#### [Work order]
The answer must consist of each line below that holds the word "rsplit", copied as it stands.

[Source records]

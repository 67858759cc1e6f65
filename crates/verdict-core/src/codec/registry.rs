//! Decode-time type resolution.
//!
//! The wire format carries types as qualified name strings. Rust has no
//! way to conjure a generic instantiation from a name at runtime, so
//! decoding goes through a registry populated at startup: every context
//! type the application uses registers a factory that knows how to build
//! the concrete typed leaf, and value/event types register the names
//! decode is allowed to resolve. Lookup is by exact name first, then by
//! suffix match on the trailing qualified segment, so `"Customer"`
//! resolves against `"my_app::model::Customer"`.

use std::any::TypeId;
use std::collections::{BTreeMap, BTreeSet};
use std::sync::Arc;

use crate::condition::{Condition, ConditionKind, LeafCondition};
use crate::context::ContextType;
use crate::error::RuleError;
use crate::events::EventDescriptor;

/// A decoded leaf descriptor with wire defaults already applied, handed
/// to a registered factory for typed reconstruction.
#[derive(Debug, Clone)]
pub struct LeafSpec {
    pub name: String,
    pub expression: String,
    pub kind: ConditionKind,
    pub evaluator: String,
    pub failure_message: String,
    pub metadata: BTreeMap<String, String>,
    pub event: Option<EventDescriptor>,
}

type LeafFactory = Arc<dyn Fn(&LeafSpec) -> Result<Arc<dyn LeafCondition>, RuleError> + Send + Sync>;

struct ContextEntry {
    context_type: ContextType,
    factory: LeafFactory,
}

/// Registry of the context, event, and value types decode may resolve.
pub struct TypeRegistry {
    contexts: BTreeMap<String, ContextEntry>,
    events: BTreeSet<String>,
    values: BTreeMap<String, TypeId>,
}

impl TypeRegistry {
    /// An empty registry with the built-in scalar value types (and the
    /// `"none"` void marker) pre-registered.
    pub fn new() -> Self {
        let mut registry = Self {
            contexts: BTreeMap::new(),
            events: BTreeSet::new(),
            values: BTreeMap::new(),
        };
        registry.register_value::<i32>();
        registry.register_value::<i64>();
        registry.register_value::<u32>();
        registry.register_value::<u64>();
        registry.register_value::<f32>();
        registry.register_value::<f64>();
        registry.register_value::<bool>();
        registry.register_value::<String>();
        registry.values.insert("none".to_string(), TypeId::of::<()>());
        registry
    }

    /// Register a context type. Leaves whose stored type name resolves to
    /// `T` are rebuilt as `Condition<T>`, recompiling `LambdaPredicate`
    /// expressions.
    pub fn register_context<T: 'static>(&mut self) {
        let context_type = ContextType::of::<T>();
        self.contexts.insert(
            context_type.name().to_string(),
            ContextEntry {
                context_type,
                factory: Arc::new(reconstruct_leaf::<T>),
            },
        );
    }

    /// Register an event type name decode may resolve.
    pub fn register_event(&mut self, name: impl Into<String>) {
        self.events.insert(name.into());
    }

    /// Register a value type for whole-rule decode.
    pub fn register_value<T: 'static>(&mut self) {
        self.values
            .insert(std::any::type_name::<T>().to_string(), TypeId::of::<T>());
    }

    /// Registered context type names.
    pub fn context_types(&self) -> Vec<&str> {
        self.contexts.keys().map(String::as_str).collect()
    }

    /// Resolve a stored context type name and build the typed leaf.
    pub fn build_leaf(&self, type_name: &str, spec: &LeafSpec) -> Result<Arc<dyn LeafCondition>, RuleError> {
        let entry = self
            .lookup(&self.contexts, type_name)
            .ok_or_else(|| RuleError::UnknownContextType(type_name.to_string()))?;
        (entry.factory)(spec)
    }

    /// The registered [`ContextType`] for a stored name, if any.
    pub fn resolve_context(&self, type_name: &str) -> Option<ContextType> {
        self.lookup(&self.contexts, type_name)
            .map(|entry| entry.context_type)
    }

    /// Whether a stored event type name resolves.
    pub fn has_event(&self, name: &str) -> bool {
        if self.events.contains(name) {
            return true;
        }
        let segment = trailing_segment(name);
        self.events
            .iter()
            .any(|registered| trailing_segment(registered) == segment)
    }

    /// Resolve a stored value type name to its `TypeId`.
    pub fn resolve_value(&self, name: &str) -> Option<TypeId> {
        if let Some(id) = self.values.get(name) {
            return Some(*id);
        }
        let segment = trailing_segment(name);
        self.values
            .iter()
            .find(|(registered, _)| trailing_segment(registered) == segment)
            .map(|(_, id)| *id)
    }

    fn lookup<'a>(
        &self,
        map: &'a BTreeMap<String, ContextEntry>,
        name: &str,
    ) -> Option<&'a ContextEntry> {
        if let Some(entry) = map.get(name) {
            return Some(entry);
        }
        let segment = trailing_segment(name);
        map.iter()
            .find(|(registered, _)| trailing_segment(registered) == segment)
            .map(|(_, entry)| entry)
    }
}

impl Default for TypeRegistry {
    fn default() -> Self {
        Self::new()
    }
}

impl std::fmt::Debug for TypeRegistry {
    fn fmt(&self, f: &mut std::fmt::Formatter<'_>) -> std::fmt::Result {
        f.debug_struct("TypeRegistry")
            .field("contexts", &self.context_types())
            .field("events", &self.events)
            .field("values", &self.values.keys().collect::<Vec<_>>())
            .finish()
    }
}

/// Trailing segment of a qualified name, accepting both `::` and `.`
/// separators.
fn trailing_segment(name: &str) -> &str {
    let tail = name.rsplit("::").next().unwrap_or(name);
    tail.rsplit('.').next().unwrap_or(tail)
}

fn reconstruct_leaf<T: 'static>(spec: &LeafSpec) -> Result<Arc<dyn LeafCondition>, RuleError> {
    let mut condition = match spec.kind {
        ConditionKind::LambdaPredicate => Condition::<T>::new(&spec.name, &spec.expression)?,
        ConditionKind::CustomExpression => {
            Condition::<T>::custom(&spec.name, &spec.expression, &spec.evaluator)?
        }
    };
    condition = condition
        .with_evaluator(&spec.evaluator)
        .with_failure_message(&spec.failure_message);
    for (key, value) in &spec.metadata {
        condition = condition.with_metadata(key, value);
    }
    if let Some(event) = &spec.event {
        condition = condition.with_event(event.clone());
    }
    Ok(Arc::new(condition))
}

==

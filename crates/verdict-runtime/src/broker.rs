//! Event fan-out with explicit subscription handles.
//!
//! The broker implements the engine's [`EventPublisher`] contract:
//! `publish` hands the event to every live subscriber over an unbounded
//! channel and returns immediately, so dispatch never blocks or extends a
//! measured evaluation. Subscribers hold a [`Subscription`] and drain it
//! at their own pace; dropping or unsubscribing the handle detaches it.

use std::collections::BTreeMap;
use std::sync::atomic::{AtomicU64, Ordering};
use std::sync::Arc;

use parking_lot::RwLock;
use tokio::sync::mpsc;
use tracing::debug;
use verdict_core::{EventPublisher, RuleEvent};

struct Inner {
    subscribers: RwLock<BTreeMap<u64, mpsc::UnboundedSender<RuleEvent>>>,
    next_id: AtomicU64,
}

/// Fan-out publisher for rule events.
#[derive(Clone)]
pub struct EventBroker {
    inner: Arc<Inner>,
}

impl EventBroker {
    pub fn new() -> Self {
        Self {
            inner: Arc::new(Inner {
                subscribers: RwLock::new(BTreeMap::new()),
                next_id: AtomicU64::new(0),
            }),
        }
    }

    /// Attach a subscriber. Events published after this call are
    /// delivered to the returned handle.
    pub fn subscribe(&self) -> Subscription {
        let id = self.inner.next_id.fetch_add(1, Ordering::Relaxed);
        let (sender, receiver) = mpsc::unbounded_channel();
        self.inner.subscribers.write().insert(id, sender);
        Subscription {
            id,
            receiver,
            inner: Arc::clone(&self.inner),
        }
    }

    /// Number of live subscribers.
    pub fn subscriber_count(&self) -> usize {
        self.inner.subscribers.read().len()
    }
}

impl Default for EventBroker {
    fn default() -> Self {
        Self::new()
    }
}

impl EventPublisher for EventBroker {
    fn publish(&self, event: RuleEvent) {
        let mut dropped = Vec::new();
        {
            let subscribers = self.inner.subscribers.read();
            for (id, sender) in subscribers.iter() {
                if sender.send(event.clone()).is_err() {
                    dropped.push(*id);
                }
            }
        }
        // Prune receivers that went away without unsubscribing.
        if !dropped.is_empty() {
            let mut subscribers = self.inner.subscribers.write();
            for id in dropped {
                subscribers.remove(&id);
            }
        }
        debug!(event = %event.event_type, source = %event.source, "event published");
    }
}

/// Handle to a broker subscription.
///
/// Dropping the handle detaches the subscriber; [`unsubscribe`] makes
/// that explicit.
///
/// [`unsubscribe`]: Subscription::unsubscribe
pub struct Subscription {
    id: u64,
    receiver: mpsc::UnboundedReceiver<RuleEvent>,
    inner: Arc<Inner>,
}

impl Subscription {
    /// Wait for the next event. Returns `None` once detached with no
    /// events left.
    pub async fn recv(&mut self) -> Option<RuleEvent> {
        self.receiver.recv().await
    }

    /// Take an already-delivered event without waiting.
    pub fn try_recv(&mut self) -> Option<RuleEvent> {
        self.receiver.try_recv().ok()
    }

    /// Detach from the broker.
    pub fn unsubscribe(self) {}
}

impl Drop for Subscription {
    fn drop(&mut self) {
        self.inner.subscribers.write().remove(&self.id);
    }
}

#### [Solution for this task]
    let tail = name.rsplit("::").next().unwrap_or(name);
    tail.rsplit('.').next().unwrap_or(tail)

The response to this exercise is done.